The decision comes despite apparent success in a Phase 2 study. In that study, a 60-milligram dose given each month lowered "bad" LDL cholesterol by 62.3% after 28 weeks compared with a placebo. But the results didn't meet AstraZeneca's pre-specified effectiveness criteria, Ionis said in a news release.
"While the LDL-C reductions seen in high-risk (high cholesterol) patients on maximum statin therapy were both statistically significant and robust, these results did not meet AstraZeneca's target product profile criteria to invest in a broad Phase 3 development program," Ionis Chief Clinical Development Officer Eugene Schneider said in a written statement.
On today's stock market, Ionis stock toppled 3.9% to 43.23. AstraZeneca stock also fell 3.1% to 54.58.
Ionis Stock: Moving Into An Under-Penetrated Market
The drug is based on Ionis' bread-and-butter technology, known as antisense.
It aims to reduce levels of a key protein called PCSK9 in the blood plasma. Further, PCSK9 plays a role in regulating LDL cholesterol. Already marketed drugs from Amgen, Novartis and Regeneron Pharmaceuticals use a different mechanism to control the same protein.
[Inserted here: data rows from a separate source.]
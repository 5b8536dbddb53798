//! Subcommand implementations.
//!
//! Each command takes the open session and the loaded configuration and
//! returns `Ok(false)` when it ran to the end but something on the device
//! failed, so `main` can pick the exit status.

pub mod deploy;
pub mod fetch;
pub mod helpers;
pub mod probe;
pub mod run;
pub mod sync;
But these already marketed drugs aren't gaining as much traction as the companies had hoped. In the second quarter, sales of Amgen's Repatha grew 14%, but that came as more patients piled onto a lower net selling price. Sales of Praluent, jointly made by Regeneron and Sanofi, tumbled 26% globally. Novartis is still in the early days of its Leqvio launch.
Ionis stock investors are looking for the company to expand its portfolio of approved drugs. The company has two drugs approved in the U.S. and a third in Europe.
More Options For High Cholesterol Patients
Now, companies like Ionis and Verve Therapeutics are trying to move into the market, offering patients on maximum statins more options for lowering their cholesterol.
In the Phase 2 study, Ionis said its AstraZeneca-partnered high cholesterol drug was generally safe and tolerable. AstraZeneca is now reviewing its next steps for the program.
"AstraZeneca continues to be a valued collaborator and we look forward to working with them to advance multiple important programs," Schneider said.
The news put Ionis stock on track for its fourth straight day in the red. Still, shares have a strong Relative Strength Rating of 95, which puts them in the top 5% of all stocks in terms of 12-month performance, according to IBD Digital.